▸ TO DO:
Search the records below for the string "CodeMismatch" and copy each line where it turns up.

▸ EXTRACTED DATA:

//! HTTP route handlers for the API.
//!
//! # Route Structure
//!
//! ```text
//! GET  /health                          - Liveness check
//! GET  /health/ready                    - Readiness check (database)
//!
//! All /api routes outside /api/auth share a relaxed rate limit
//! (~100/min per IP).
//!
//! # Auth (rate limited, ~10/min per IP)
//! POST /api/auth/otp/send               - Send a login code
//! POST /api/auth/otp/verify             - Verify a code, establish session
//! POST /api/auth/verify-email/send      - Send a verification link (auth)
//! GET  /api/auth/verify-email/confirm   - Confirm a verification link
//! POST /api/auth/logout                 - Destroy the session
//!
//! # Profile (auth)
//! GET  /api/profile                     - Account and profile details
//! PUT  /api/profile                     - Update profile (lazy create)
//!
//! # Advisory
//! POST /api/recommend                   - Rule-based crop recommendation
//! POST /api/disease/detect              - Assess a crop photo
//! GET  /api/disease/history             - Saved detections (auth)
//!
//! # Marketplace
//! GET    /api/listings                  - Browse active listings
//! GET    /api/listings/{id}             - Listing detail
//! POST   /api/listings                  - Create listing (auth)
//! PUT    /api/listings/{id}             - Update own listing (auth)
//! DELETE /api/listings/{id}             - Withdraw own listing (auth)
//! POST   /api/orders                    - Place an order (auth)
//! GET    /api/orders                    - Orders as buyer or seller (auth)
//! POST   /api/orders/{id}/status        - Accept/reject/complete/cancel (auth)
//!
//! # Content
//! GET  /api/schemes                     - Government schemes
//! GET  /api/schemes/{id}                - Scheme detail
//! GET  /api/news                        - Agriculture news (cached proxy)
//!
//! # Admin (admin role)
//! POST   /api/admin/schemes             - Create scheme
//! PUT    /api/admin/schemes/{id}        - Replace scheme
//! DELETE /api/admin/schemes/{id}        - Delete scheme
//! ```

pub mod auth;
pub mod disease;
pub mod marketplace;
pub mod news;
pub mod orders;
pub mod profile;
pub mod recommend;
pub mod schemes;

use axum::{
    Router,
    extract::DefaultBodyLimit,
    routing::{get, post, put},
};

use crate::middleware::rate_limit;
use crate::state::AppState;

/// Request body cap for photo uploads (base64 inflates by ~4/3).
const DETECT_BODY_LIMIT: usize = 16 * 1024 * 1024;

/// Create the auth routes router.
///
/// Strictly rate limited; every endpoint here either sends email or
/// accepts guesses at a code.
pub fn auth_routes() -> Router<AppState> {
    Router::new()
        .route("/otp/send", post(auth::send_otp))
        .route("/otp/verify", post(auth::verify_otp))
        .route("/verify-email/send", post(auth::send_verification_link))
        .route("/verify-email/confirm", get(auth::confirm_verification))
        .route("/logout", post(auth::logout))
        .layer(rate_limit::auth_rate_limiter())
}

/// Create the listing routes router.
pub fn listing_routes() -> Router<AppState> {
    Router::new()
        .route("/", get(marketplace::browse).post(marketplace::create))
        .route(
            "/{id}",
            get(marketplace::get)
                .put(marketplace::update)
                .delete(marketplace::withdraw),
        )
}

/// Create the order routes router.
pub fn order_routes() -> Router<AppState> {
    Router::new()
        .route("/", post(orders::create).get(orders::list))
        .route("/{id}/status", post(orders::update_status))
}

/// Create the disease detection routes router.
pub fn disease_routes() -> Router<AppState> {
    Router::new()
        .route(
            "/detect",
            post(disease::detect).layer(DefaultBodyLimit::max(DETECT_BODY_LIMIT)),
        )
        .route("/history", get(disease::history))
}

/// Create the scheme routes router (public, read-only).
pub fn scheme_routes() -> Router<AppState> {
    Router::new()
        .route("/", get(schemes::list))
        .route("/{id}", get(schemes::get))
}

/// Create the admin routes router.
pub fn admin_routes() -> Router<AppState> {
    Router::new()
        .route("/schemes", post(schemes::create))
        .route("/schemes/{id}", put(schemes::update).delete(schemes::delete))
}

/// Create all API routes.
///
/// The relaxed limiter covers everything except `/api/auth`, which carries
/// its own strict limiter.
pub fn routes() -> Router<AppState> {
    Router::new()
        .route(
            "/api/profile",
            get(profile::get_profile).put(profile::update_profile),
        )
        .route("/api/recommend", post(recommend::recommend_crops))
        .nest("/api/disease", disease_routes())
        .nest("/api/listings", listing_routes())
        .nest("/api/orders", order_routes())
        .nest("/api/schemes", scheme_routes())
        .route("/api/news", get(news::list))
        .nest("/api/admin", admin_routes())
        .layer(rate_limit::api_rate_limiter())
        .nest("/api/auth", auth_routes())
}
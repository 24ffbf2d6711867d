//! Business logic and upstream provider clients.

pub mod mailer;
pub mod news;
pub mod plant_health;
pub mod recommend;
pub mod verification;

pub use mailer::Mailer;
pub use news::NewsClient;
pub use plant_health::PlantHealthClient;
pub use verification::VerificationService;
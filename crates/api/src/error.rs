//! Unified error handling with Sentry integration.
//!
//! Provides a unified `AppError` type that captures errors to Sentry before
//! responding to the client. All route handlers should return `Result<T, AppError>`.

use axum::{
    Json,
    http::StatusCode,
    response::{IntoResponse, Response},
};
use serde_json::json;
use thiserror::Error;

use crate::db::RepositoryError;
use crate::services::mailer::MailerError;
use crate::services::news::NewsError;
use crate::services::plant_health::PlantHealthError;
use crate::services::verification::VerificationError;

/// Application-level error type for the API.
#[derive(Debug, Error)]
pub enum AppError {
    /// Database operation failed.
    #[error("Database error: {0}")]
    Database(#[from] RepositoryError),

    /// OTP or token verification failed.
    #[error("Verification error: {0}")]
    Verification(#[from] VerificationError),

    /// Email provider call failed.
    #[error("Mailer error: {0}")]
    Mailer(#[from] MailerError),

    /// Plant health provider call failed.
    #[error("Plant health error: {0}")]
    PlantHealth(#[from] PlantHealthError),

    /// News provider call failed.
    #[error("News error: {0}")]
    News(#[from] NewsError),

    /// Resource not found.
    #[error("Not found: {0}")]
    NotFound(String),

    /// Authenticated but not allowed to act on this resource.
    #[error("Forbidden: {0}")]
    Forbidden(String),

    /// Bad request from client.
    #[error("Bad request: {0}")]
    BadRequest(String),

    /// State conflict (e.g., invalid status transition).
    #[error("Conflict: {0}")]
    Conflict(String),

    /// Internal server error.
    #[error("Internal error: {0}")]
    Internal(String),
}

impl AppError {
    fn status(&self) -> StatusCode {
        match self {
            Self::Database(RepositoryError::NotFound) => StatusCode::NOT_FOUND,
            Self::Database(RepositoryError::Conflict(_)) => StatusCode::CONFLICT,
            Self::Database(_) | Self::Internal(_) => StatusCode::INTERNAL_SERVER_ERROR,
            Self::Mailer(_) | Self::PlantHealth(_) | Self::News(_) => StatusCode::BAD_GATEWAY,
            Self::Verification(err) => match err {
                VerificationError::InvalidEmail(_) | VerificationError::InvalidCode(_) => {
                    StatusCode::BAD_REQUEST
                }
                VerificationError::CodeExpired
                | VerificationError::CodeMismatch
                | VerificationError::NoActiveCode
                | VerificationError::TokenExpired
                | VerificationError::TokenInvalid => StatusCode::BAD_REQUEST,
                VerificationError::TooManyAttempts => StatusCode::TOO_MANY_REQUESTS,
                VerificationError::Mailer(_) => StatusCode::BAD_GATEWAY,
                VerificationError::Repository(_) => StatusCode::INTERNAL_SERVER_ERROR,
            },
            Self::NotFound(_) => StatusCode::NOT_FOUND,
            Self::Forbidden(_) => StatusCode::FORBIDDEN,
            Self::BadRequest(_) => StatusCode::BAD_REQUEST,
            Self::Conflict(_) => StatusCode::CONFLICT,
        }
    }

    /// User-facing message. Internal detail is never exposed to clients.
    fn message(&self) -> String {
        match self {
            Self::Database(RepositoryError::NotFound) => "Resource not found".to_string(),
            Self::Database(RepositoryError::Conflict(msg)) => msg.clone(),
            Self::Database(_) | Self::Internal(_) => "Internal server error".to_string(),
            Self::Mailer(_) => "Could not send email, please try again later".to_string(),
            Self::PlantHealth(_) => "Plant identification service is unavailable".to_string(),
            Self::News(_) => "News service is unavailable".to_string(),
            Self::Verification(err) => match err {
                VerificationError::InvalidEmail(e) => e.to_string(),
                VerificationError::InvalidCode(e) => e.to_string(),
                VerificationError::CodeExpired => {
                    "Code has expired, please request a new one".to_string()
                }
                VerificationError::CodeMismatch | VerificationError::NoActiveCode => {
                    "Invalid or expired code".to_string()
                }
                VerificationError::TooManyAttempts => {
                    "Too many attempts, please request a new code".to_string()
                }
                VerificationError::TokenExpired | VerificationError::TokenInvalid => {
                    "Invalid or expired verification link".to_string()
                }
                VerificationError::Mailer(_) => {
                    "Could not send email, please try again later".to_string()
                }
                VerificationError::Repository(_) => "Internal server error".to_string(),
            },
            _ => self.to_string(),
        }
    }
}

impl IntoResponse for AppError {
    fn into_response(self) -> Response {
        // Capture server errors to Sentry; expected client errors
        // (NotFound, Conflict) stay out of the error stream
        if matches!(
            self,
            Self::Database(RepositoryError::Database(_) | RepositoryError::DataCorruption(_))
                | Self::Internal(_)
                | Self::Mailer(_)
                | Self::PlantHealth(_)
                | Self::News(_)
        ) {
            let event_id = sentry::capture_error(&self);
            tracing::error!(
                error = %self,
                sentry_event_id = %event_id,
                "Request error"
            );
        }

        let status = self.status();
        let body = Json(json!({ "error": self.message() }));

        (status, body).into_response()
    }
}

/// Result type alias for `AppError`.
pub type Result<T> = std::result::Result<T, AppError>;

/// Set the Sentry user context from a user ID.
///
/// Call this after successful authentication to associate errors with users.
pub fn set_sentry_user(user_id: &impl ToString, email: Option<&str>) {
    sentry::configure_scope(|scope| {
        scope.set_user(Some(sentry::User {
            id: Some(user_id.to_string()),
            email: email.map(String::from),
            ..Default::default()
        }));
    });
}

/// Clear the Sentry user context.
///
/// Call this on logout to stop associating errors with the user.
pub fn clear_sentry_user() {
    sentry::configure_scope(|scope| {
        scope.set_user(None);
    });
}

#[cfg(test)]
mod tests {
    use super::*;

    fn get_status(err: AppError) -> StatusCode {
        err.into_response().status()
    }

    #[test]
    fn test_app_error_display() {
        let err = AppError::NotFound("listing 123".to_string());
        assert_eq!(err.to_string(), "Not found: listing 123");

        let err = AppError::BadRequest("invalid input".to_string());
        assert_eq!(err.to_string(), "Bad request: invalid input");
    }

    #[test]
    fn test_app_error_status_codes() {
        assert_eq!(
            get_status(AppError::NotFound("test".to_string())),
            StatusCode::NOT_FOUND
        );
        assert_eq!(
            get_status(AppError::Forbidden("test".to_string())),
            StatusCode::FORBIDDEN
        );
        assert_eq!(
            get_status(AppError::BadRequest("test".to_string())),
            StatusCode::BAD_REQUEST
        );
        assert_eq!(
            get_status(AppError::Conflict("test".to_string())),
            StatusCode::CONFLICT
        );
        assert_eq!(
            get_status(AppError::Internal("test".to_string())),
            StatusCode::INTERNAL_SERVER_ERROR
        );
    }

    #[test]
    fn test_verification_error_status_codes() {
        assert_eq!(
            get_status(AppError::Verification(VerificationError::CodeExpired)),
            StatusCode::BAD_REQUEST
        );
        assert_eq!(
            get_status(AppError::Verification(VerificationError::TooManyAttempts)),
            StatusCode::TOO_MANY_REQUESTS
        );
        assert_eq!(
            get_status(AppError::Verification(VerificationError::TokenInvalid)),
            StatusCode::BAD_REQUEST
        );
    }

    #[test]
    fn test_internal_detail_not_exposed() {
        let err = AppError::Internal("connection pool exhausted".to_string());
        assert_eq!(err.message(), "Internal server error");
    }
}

▸ SOLUTION TO THE EXERCISE:
                | VerificationError::CodeMismatch
                VerificationError::CodeMismatch | VerificationError::NoActiveCode => {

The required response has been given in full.